Pitchstone in Prehistory: New Insights into the Mesolithic and Neolithic use of Pitchstone in Scotland
This is an abstract from the "Advances in Obsidian Studies of the Old and New Worlds" session, at the 84th annual meeting of the Society for American Archaeology.
Pitchstone is a glassy volcanic rock similar to obsidian but in Europe, its geological occurrence and its use as a raw material for prehistoric chipped-stone assemblages are much more restricted. In northern Britain where good quality flint is scarce, pitchstone circulated widely in the Neolithic with artifacts made from this material being found over 400 km from the primary sources on the Isle of Arran in western Scotland. In contrast, during the preceding Mesolithic pitchstone use was much more restricted geographically.
• Reviews current knowledge on the use of pitchstone by Mesolithic and Neolithic societies in northern Britain, and present.
• Discusses new XRF analyses of pitchstone samples from geological sources on Arran and archaeological sites on Arran and the Scottish mainland.

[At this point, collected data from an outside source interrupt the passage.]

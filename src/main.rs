mod api;
mod collector;
mod config;
mod db;
mod routes;

use std::sync::Arc;

use axum::{
    routing::{get, post},
    Router,
};
use tower_http::{services::ServeDir, trace::TraceLayer};
use tracing::info;
use tracing_subscriber::{layer::SubscriberExt, util::SubscriberInitExt};

use crate::collector::{start_background_collect, Collector};
use crate::config::Config;
use crate::db::Database;
use crate::routes::AppState;

#[tokio::main]
async fn main() -> anyhow::Result<()> {
    // Initialize logging
    tracing_subscriber::registry()
        .with(
            tracing_subscriber::EnvFilter::try_from_default_env()
                .unwrap_or_else(|_| "pqr_news=info,tower_http=debug".into()),
        )
        .with(tracing_subscriber::fmt::layer())
        .init();

    // Load configuration
    let config = Config::load("sources.toml")?;
    info!(
        "Loaded {} sources across {} regions",
        config.total_sources(),
        config.regions.len()
    );

    // Initialize database
    let database_url = std::env::var("DATABASE_URL")
        .unwrap_or_else(|_| "sqlite:pqr_news.db?mode=rwc".to_string());
    let db = Database::new(&database_url).await?;
    db.initialize().await?;
    info!("Database initialized");

    let db = Arc::new(db);
    let config = Arc::new(config);

    // Create collector
    let collector = Arc::new(Collector::new(db.clone(), config.clone()));

    // Start background collection task
    let bg_collector = collector.clone();
    let collect_interval = config.collect_interval;
    tokio::spawn(async move {
        start_background_collect(bg_collector, collect_interval).await;
    });

    // Create app state
    let state = Arc::new(AppState {
        db: db.clone(),
        collector: collector.clone(),
        config: config.clone(),
    });

    // Build router
    let app = Router::new()
        .route("/", get(routes::index))
        .route("/view/top", get(routes::view_top))
        .route("/view/regions", get(routes::view_regions))
        .route("/view/regions/:slug", get(routes::view_region))
        .route("/view/search", get(routes::view_search))
        .route("/view/stats", get(routes::view_stats))
        .route("/collect", post(routes::collect_start))
        .route("/collect/status", get(routes::collect_status))
        .route("/health", get(routes::health))
        .route("/api/stats", get(api::stats))
        .route("/api/articles/top", get(api::top_articles))
        .route("/api/regions", get(api::regions))
        .route("/api/regions/:slug/articles", get(api::region_articles))
        .route("/api/search", get(api::search))
        .route("/api/collect", post(api::collect))
        .nest_service("/static", ServeDir::new("static"))
        .layer(TraceLayer::new_for_http())
        .with_state(state);

    // Start server
    let port = std::env::var("PORT").unwrap_or_else(|_| "3000".to_string());
    let listener = tokio::net::TcpListener::bind(format!("0.0.0.0:{}", port)).await?;
    info!("Server starting on http://localhost:{}", port);

    axum::serve(listener, app).await?;

    Ok(())
}
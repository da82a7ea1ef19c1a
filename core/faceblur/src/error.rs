use std::path::PathBuf;

use thiserror::Error;

use crate::DetectionModel;

#[derive(Debug, Error)]
pub enum FaceBlurError {
    #[error("failed to decode image {path}: {source}")]
    Decode {
        path: PathBuf,
        #[source]
        source: image::ImageError,
    },

    #[error("failed to encode image {path}: {source}")]
    Encode {
        path: PathBuf,
        #[source]
        source: image::ImageError,
    },

    #[error("I/O error on {path}: {source}")]
    Io {
        path: PathBuf,
        #[source]
        source: std::io::Error,
    },

    #[error("image dimensions are zero")]
    ZeroDimensions,

    #[error("{0} is not an odd int value")]
    InvalidKernelSize(u32),

    #[error("zoom factor must be >= 1, got {0}")]
    InvalidZoomFactor(u32),

    #[error("upsampling must be between 0 and {max}, got {got}")]
    InvalidUpsampling { got: u32, max: u32 },

    #[error("JPEG quality must be between 1 and 100, got {0}")]
    InvalidQuality(u8),

    #[error("failed to load face detection model {path}: {reason}")]
    ModelLoad { path: PathBuf, reason: String },

    #[error("the {0} model is not compiled into this build")]
    ModelUnavailable(DetectionModel),

    #[error("face detection inference failed: {0}")]
    Inference(String),

    #[error("failed to walk directory tree: {0}")]
    Walk(#[from] walkdir::Error),
}

pub type Result<T> = std::result::Result<T, FaceBlurError>;
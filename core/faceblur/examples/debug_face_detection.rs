//! Print the boxes a detector finds in one or more photos, without blurring.
//!
//! Usage:
//!   cargo run --example debug_face_detection -- [--neural] [--zoom N] <image>...
//!
//! Models are read from `$FACEBLUR_MODEL_DIR`, or `model/` at the workspace root.

use std::path::PathBuf;

use faceblur::{downscale, load_detector, BlurParams, DetectionModel};

fn main() -> Result<(), Box<dyn std::error::Error>> {
    let mut params = BlurParams {
        model: DetectionModel::FastGeometric,
        ..BlurParams::default()
    };
    let mut images = Vec::new();

    let mut args = std::env::args().skip(1);
    while let Some(arg) = args.next() {
        match arg.as_str() {
            "--neural" => params.model = DetectionModel::Neural,
            "--zoom" => {
                let value = args.next().ok_or("--zoom needs a value")?;
                params.zoom_factor = value.parse()?;
            }
            _ => images.push(PathBuf::from(arg)),
        }
    }
    params.validate()?;

    let model_dir = std::env::var_os("FACEBLUR_MODEL_DIR")
        .map(PathBuf::from)
        .unwrap_or_else(|| PathBuf::from(concat!(env!("CARGO_MANIFEST_DIR"), "/../../model")));
    let mut detector = load_detector(&params, &model_dir)?;

    for path in &images {
        let image = image::ImageReader::open(path)?
            .with_guessed_format()?
            .decode()?;
        let (width, height) = (image.width(), image.height());
        let small = downscale(&image, params.zoom_factor);

        println!("=== {} ({width}x{height}, {} model) ===", path.display(), params.model);

        let faces = detector.detect(&small)?;
        if faces.is_empty() {
            println!("  NO FACES DETECTED");
            continue;
        }

        println!("  Found {} face(s):", faces.len());
        for (i, face) in faces.iter().enumerate() {
            let scaled = face.scaled(params.zoom_factor);
            match scaled.clamp_to(width, height) {
                Some(region) => println!(
                    "    face {i}: box={scaled:?}, blur region=({}, {}, {}x{})",
                    region.x, region.y, region.width, region.height
                ),
                None => println!("    face {i}: box={scaled:?} lies outside the image"),
            }
        }
    }

    Ok(())
}
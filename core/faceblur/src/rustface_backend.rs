use std::fs::File;
use std::io::BufReader;
use std::path::Path;

use image::DynamicImage;

use crate::error::{FaceBlurError, Result};
use crate::face_detector::{downsample_box, upsample, BoundingBox, FaceDetector};

/// File name of the SeetaFace frontal model inside the model directory.
pub const MODEL_FILE: &str = "seeta_fd_frontal_v1.0.bin";

/// Face detector backed by the `rustface` crate (SeetaFace engine).
///
/// This is the `fast-geometric` model: a funnel-structured cascade over
/// hand-crafted features, running on a grayscale copy of the image.
pub struct RustfaceDetector {
    model: rustface::Model,
    upsampling: u32,
}

impl RustfaceDetector {
    /// Load the SeetaFace model from `path`.
    pub fn from_file(path: &Path, upsampling: u32) -> Result<Self> {
        let file = File::open(path).map_err(|e| FaceBlurError::ModelLoad {
            path: path.to_path_buf(),
            reason: e.to_string(),
        })?;
        let model =
            rustface::read_model(BufReader::new(file)).map_err(|e| FaceBlurError::ModelLoad {
                path: path.to_path_buf(),
                reason: e.to_string(),
            })?;
        tracing::debug!("loaded SeetaFace model from {}", path.display());
        Ok(Self { model, upsampling })
    }
}

impl FaceDetector for RustfaceDetector {
    fn detect(&mut self, image: &DynamicImage) -> Result<Vec<BoundingBox>> {
        let search = upsample(image, self.upsampling);
        let gray = search.to_luma8();
        let (width, height) = (gray.width(), gray.height());

        let mut detector = rustface::create_detector_with_model(self.model.clone());
        detector.set_min_face_size(20);
        detector.set_score_thresh(2.0);
        detector.set_pyramid_scale_factor(0.8);
        detector.set_slide_window_step(4, 4);

        let faces = detector.detect(&rustface::ImageData::new(gray.as_raw(), width, height));

        Ok(faces
            .iter()
            .map(|face| {
                let bbox = face.bbox();
                tracing::debug!(
                    "seetaface hit score={:.2} at ({}, {}, {}x{})",
                    face.score(),
                    bbox.x(),
                    bbox.y(),
                    bbox.width(),
                    bbox.height()
                );
                let found =
                    BoundingBox::from_xywh(bbox.x(), bbox.y(), bbox.width(), bbox.height());
                downsample_box(found, self.upsampling)
            })
            .collect())
    }
}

• Presents the first use-wear analyses of Neolithic pitchstone assemblages from Scotland. A major challenge of this research was to design and conduct experiments in producing a definitive complex of wear patterns and to compare them with archaeological pieces.
Cite this Record
Pitchstone in Prehistory: New Insights into the Mesolithic and Neolithic use of Pitchstone in Scotland. Clive Bonsall, Maria Gurova. Presented at The 84th Annual Meeting of the Society for American Archaeology, Albuquerque, NM. 2019 ( tDAR id: 452209)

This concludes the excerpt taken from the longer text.